Fitch Ratings has upgraded UAE-based Tamweel's (Tamweel) Long-term Issuer Default Rating (IDR) to 'BBB+' from 'BBB-' with a Stable Outlook.
Tamweel's IDRs are solely driven by support from its majority shareholder Dubai Islamic Bank ( 'A'/Stable/'F1'), which acquired a controlling interest in the previously troubled UAE mortgage lender in November 2010.
Fitch considers there is an extremely high probability of support from the UAE authorities for DIB and that this support would also extend to Tamweel, reflecting the high degree of business integration within the DIB group.
Tamweel's IDR has been upgraded to two notches below the parent's IDR to reflect the company's strong operational and strategic ties with DIB and the bank's 58.25 per cent ownership in Tamweel. Fitch believed that DIB support is integral to Tamweel's operations and growth.
While Fitch considers there is a high probability of institutional support from DIB and a high degree of business integration, Tamweel's IDR has not been equalised with the bank's IDR as DIB does not fully own Tamweel and there is uncertainty whether all future funding will continue to be provided/guaranteed by DIB. Tamweel's ratings are sensitive to continued integration into DIB and any changes in Fitch's view of potential support available from the Dubai and UAE Federal authorities. Any signs of the two entities delinking their strategic focus would be negative for the ratings, while increased ownership by DIB could be positive for the ratings.
Tamweel now operates exclusively as the group's residential home financing arm. Evidence of strong parent and subsidiary linkages include DIB approving Tamweel's new strategy, providing high level management oversight and being the main source of contingency funding. In addition, DIB has transferred its existing residential freehold mortgage portfolio and originating staff to Tamweel, while the company plans to originate new business through DIB's extensive network and distribution channels.
In Fitch's view, Tamweel could not operate without the ownership of the parent and the funding/access to the markets which DIB provides.

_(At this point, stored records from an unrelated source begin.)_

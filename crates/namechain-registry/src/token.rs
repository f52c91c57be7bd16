//! Fungible payment tokens
//!
//! `Erc20Ledger` keeps balances and allowances for one token and can be told
//! to mimic the return conventions found in deployed tokens. Payment code goes
//! through `safe_transfer_from`, which accepts both a `true` return and an
//! empty return as success and rejects an explicit `false`.

use std::collections::HashMap;

use alloy_primitives::{Address, U256};
use serde::{Deserialize, Serialize};

use crate::error::{RegistryError, Result};
use crate::state::ChainState;

/// How `transfer_from` reports its outcome
#[derive(Debug, Clone, Copy, PartialEq, Eq, Default, Serialize, Deserialize)]
#[serde(rename_all = "snake_case")]
pub enum ReturnBehavior {
    /// Returns `true`, reverts on insufficient funds
    #[default]
    Standard,
    /// Returns nothing, reverts on insufficient funds
    NoReturnData,
    /// Returns `false` instead of moving funds
    ReturnsFalse,
    /// Always reverts
    Reverts,
}

/// Raw result of a `transfer_from` call that did not revert
#[derive(Debug, Clone, Copy, PartialEq, Eq)]
pub enum CallReturn {
    Bool(bool),
    Empty,
}

#[derive(Debug, Clone)]
pub struct Erc20Ledger {
    symbol: String,
    decimals: u8,
    behavior: ReturnBehavior,
    balances: HashMap<Address, U256>,
    allowances: HashMap<(Address, Address), U256>,
}

impl Erc20Ledger {
    pub fn new(symbol: impl Into<String>, decimals: u8) -> Self {
        Self {
            symbol: symbol.into(),
            decimals,
            behavior: ReturnBehavior::Standard,
            balances: HashMap::new(),
            allowances: HashMap::new(),
        }
    }

    pub fn with_behavior(mut self, behavior: ReturnBehavior) -> Self {
        self.behavior = behavior;
        self
    }

    pub fn symbol(&self) -> &str {
        &self.symbol
    }

    pub fn decimals(&self) -> u8 {
        self.decimals
    }

    pub fn balance_of(&self, account: Address) -> U256 {
        self.balances.get(&account).copied().unwrap_or_default()
    }

    pub fn allowance(&self, owner: Address, spender: Address) -> U256 {
        self.allowances
            .get(&(owner, spender))
            .copied()
            .unwrap_or_default()
    }

    pub fn mint(&mut self, to: Address, amount: U256) {
        let balance = self.balances.entry(to).or_default();
        *balance = balance.saturating_add(amount);
    }

    pub fn approve(&mut self, owner: Address, spender: Address, amount: U256) {
        self.allowances.insert((owner, spender), amount);
    }

    /// Move `amount` from `from` to `to` on behalf of `spender`.
    ///
    /// `Err` is a revert; `Ok` carries whatever the token returned.
    pub fn transfer_from(
        &mut self,
        spender: Address,
        from: Address,
        to: Address,
        amount: U256,
    ) -> std::result::Result<CallReturn, String> {
        match self.behavior {
            ReturnBehavior::Reverts => return Err("transfers disabled".to_string()),
            ReturnBehavior::ReturnsFalse => return Ok(CallReturn::Bool(false)),
            ReturnBehavior::Standard | ReturnBehavior::NoReturnData => {}
        }

        let allowance = self.allowance(from, spender);
        if spender != from && allowance < amount {
            return Err(format!("insufficient allowance: {} < {}", allowance, amount));
        }
        let balance = self.balance_of(from);
        if balance < amount {
            return Err(format!("insufficient balance: {} < {}", balance, amount));
        }

        if spender != from {
            self.allowances.insert((from, spender), allowance - amount);
        }
        self.balances.insert(from, balance - amount);
        let credited = self.balance_of(to).saturating_add(amount);
        self.balances.insert(to, credited);

        Ok(match self.behavior {
            ReturnBehavior::NoReturnData => CallReturn::Empty,
            _ => CallReturn::Bool(true),
        })
    }
}

/// Collect `amount` of `token` from `from`, treating an empty return as
/// success and an explicit `false` as failure.
pub fn safe_transfer_from(
    state: &mut ChainState,
    token: Address,
    spender: Address,
    from: Address,
    to: Address,
    amount: U256,
) -> Result<()> {
    let ledger = state
        .token_mut(token)
        .ok_or(RegistryError::UnsupportedPaymentToken { token })?;

    match ledger.transfer_from(spender, from, to, amount) {
        Ok(CallReturn::Bool(true)) | Ok(CallReturn::Empty) => {
            tracing::debug!(token = %token, from = %from, to = %to, amount = %amount, "Payment collected");
            Ok(())
        }
        Ok(CallReturn::Bool(false)) => Err(RegistryError::TransferFailed {
            token,
            from,
            to,
            amount,
        }),
        Err(reason) => Err(RegistryError::TokenReverted { token, reason }),
    }
}

#[cfg(test)]
mod tests {
    use super::*;
    use namechain_core::Side;

    fn payer() -> Address {
        Address::repeat_byte(0x01)
    }

    fn spender() -> Address {
        Address::repeat_byte(0x02)
    }

    fn payee() -> Address {
        Address::repeat_byte(0x03)
    }

    fn funded(behavior: ReturnBehavior) -> Erc20Ledger {
        let mut ledger = Erc20Ledger::new("USDC", 6).with_behavior(behavior);
        ledger.mint(payer(), U256::from(1000u64));
        ledger.approve(payer(), spender(), U256::from(600u64));
        ledger
    }

    #[test]
    fn test_standard_transfer() {
        let mut ledger = funded(ReturnBehavior::Standard);
        let result = ledger.transfer_from(spender(), payer(), payee(), U256::from(500u64));
        assert_eq!(result, Ok(CallReturn::Bool(true)));
        assert_eq!(ledger.balance_of(payer()), U256::from(500u64));
        assert_eq!(ledger.balance_of(payee()), U256::from(500u64));
        assert_eq!(ledger.allowance(payer(), spender()), U256::from(100u64));
    }

    #[test]
    fn test_insufficient_allowance_reverts() {
        let mut ledger = funded(ReturnBehavior::Standard);
        let result = ledger.transfer_from(spender(), payer(), payee(), U256::from(700u64));
        assert!(result.is_err());
        assert_eq!(ledger.balance_of(payer()), U256::from(1000u64));
    }

    #[test]
    fn test_safe_transfer_conventions() {
        let token = Address::repeat_byte(0x70);
        let amount = U256::from(10u8);

        for (behavior, expect_ok) in [
            (ReturnBehavior::Standard, true),
            (ReturnBehavior::NoReturnData, true),
            (ReturnBehavior::ReturnsFalse, false),
            (ReturnBehavior::Reverts, false),
        ] {
            let mut state = ChainState::new(Side::L2, 1);
            state.deploy_token(token, funded(behavior));

            let result = safe_transfer_from(&mut state, token, spender(), payer(), payee(), amount);
            assert_eq!(result.is_ok(), expect_ok, "behavior {:?}", behavior);

            let credited = state.token(token).unwrap().balance_of(payee());
            assert_eq!(credited == amount, expect_ok, "behavior {:?}", behavior);
        }
    }

    #[test]
    fn test_explicit_false_error() {
        let token = Address::repeat_byte(0x70);
        let mut state = ChainState::new(Side::L2, 1);
        state.deploy_token(token, funded(ReturnBehavior::ReturnsFalse));

        let err = safe_transfer_from(&mut state, token, spender(), payer(), payee(), U256::from(1u8))
            .unwrap_err();
        assert_eq!(err.code(), "TRANSFER_FAILED");
    }

    #[test]
    fn test_unknown_token() {
        let mut state = ChainState::new(Side::L2, 1);
        let err = safe_transfer_from(
            &mut state,
            Address::repeat_byte(0x99),
            spender(),
            payer(),
            payee(),
            U256::from(1u8),
        )
        .unwrap_err();
        assert_eq!(err.code(), "UNSUPPORTED_PAYMENT_TOKEN");
    }
}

Fitch has therefore not assigned Tamweel a Viability Rating (VR) due to its close integration with the parent/group.
The upgrade also reflects ongoing funding and liquidity support from the parent bank since the acquisition. Although DIB is not contractually obliged to extend funding to Tamweel, Fitch nevertheless believes that DIB, due to its majority ownership, will continue to provide short-term funding support in the near term as required by the company.
In early 2012, Tamweel (via a special purpose vehicle, Tamweel Funding III Ltd) issued $300 million of five-year fixed rate Sukuk with a DIB guarantee. As a result, the issue's 'A' rating was solely driven by DIB's Long-term IDR, reflecting Fitch's view that DIB would stand by its guarantee as set out in the transaction documents.
Although DIB has not provided capital support, Fitch believes the parent would capitalise Tamweel in extremis, most likely with back-up from the Dubai and UAE Federal authorities.
Tamweel reported higher profitability in 2011 owing mainly to lower impairment charges. Whilst earnings are historically low, mainly due to the elimination of real estate investment related income, Fitch believes that current earnings trends are broadly stable reflecting its return to lending (in Q111), stronger funding profile and the benefit of cost rationalising initiatives over the past two years.
Given the depressed UAE real estate sector, Fitch expects further asset quality deterioration, due to a sizeable part of the mortgage book being in negative equity at current prices, combined with its large exposure to property under construction. However, the latter is declining, and Tamweel estimates that this exposure will shrink significantly by 2013 as more major projects in the UAE head towards completion after delays of up to three years.